→ **Exercise brief**
Out of the material that follows, write out exactly the lines from the line with "the rejected operation." to the line with "pub type TransformResult<T>", both ends included, and no others.

++++ Data for this task

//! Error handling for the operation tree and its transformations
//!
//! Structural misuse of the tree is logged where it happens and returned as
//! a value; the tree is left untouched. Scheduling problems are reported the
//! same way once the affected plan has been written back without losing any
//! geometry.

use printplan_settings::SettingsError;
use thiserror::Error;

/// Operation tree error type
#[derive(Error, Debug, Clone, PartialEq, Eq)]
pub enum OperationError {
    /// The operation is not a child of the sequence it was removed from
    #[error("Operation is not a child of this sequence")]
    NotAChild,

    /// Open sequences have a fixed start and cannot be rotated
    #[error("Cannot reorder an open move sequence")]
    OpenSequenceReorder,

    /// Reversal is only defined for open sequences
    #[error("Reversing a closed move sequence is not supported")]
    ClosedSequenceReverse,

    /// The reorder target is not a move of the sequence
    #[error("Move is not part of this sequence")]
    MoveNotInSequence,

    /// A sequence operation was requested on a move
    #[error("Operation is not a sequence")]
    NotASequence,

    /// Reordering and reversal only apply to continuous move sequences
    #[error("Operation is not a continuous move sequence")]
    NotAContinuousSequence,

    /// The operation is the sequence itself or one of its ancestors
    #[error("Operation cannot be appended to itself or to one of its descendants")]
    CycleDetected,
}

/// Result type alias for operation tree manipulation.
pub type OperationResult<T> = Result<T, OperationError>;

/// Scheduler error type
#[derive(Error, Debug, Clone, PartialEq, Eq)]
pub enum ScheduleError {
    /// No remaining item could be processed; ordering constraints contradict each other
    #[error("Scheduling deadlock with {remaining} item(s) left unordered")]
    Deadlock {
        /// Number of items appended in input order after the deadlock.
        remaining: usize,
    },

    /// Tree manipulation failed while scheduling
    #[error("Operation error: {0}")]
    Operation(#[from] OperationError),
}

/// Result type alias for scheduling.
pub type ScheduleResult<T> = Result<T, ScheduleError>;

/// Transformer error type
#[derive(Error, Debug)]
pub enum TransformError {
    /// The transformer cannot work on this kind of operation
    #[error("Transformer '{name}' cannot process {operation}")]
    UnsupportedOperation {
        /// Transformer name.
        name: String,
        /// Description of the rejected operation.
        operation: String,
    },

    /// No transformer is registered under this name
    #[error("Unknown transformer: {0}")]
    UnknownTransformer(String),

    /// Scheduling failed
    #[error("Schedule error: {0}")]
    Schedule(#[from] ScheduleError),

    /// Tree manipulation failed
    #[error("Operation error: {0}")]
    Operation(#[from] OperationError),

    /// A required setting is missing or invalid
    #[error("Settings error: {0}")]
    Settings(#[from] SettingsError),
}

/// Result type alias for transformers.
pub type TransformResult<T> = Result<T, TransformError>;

++++++++
++++ Data for this task

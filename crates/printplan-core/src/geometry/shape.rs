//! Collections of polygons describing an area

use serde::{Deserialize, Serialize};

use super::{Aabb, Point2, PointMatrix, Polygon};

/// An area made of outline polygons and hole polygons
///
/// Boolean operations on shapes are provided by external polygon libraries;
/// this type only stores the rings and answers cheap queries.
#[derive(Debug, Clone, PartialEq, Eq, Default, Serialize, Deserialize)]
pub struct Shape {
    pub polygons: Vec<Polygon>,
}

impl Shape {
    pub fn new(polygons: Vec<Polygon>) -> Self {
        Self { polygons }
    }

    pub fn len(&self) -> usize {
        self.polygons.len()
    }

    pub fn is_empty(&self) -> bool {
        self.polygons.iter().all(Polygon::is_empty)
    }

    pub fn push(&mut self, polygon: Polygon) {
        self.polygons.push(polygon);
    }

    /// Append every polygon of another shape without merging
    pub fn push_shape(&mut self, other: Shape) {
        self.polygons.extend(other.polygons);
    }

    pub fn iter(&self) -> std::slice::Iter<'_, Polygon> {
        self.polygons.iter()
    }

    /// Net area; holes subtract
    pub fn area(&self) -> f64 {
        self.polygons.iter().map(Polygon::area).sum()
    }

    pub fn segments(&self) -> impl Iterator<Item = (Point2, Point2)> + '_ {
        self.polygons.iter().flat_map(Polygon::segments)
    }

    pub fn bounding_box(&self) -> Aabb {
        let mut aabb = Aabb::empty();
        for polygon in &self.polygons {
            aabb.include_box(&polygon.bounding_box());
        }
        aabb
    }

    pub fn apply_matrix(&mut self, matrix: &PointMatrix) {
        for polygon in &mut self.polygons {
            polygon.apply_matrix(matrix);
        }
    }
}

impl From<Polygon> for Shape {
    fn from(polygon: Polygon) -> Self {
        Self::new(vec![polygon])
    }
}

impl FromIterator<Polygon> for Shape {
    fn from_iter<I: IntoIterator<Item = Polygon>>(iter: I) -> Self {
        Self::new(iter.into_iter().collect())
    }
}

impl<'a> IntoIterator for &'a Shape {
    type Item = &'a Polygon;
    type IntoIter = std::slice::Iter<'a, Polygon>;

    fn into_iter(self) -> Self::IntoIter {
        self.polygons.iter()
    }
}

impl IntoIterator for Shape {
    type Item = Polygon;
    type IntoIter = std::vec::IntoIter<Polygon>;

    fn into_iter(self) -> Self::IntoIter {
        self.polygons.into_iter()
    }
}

++++++++

→ **Task answer**
        /// Description of the rejected operation.
        operation: String,
    },

    /// No transformer is registered under this name
    #[error("Unknown transformer: {0}")]
    UnknownTransformer(String),

    /// Scheduling failed
    #[error("Schedule error: {0}")]
    Schedule(#[from] ScheduleError),

    /// Tree manipulation failed
    #[error("Operation error: {0}")]
    Operation(#[from] OperationError),

    /// A required setting is missing or invalid
    #[error("Settings error: {0}")]
    Settings(#[from] SettingsError),
}

/// Result type alias for transformers.
pub type TransformResult<T> = Result<T, TransformError>;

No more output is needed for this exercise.